Title image of How to store data in Azure

How to store data in Azure

2 July 2022

·
Azure

Cloud providers have grown huge.

They have developed a massive list of services that can be really confusing.

Most of the services are made for enterprise companies to entice them onto the cloud. Most of us will never need any of them.

We only really need the core Azure services to make our application work.

Finding these core services through the others is tough which is why I wanted to write this blog post.

There are loads of data storage options in Azure but which one is the best? I’ve broken this question down into different data types.

Then added a summary of the best options that Azure has for each data type. Including the most notable and useful features for each service.


Tabular Data

Let’s start with the most common data type, tabular data.

Data is stored in tables with columns and rows.

Most of the time, tables can be related to each other to show the relationships in the data.

An example of tabular data could be a table containing information about an application’s users:

UserIdEmailPassword HashProfile Picture
5761[email protected]cea6d76a1abf56e23b09f873847b9942raj-profile1.jpeg
5762[email protected]f1714434fcf2012d9ee452ee6f0bdf50penny-profile1.jpeg
5763[email protected]11026e7d4395d27454c39477eb528aadsheldon-profile3.jpeg
5764[email protected]5da5f1466e81f2a213c854363848bd40amy-profile2.jpeg

Example of tabular data showing users

Azure SQL Database

Azure SQL icon

SQL is by far the most used database tool. Many databases use it to interact with the data and manage the database itself.

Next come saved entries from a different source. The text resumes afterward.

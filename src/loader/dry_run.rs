//! Dry-run executor: answers every request with synthetic ids and keeps a log of
//! what was asked. Nothing leaves the process.

use crate::error::LoadError;
use crate::loader::executor::Executor;
use crate::loader::request::{Operation, Request, Response};
use crate::types::IdObject;
use parking_lot::Mutex;
use std::collections::HashMap;

#[derive(Default)]
struct DryRunLog {
    requests: Vec<Request>,
    counters: HashMap<Operation, usize>,
}

/// Executor that never contacts a store.
#[derive(Default)]
pub struct DryRunExecutor {
    log: Mutex<DryRunLog>,
}

fn id_prefix(operation: Operation) -> &'static str {
    match operation {
        Operation::AddSources => "source",
        Operation::AddBytecodes => "bytecode",
        Operation::AddCompilations => "compilation",
    }
}

impl DryRunExecutor {
    pub fn new() -> Self {
        Self::default()
    }

    /// Requests received so far, in execution order.
    pub fn requests(&self) -> Vec<Request> {
        self.log.lock().requests.clone()
    }

    pub fn request_count(&self) -> usize {
        self.log.lock().requests.len()
    }
}

impl Executor for DryRunExecutor {
    async fn execute(&self, request: &Request) -> Result<Response, LoadError> {
        let mut log = self.log.lock();
        log.requests.push(request.clone());

        let operation = request.operation();
        let counter = log.counters.entry(operation).or_insert(0);
        let ids: Vec<IdObject> = (0..request.record_count())
            .map(|_| {
                *counter += 1;
                IdObject::new(format!("{}-{}", id_prefix(operation), counter))
            })
            .collect();
        Ok(operation.response_with_ids(&ids))
    }
}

Microsoft has its own database system that uses it called SQL Server. Azure provides managed versions of SQL Server which is probably the best way to store tabular data in Azure.

To make things confusing there are a few different SQL server services within Azure. They cover specific scenarios like migrating legacy on-premise SQL servers to Azure or SQL for edge computing and IoT devices. For a Cloud-native application, you should start with Azure SQL Database.

Notable features

  • Serverless Pricing Tier - The price of a database is split between storage and compute. Compute is used when the database does stuff like executing quires. With the serverless pricing tier, your database will scale the compute depending on the usage. So when your database is not receiving any requests it will scale down and not cost you anything! This is awesome for databases with sporadic usage.
  • Geo-replication - Automatically replicate data from your primary database to a secondary database in another region.
  • Encryption - Azure SQL Database makes protecting your data easy. All of the data in the database will be encrypted at rest by checking a checkbox.
  • Elastic Pool https://docs.microsoft.com/en-gb/azure/azure-sql/database/elastic-pool-overview?view=azuresql

Table Storage

Table storage is a favorite of mine. It’s an underrated service.

Azure table icon

That’s a table!

It’s massively scalable and a lot cheaper than a traditional SQL database.

It is consumption-based so you don’t pay for things like RAM and CPU like a traditional database. Only pay for the amount of data you store and the number of transactions you execute.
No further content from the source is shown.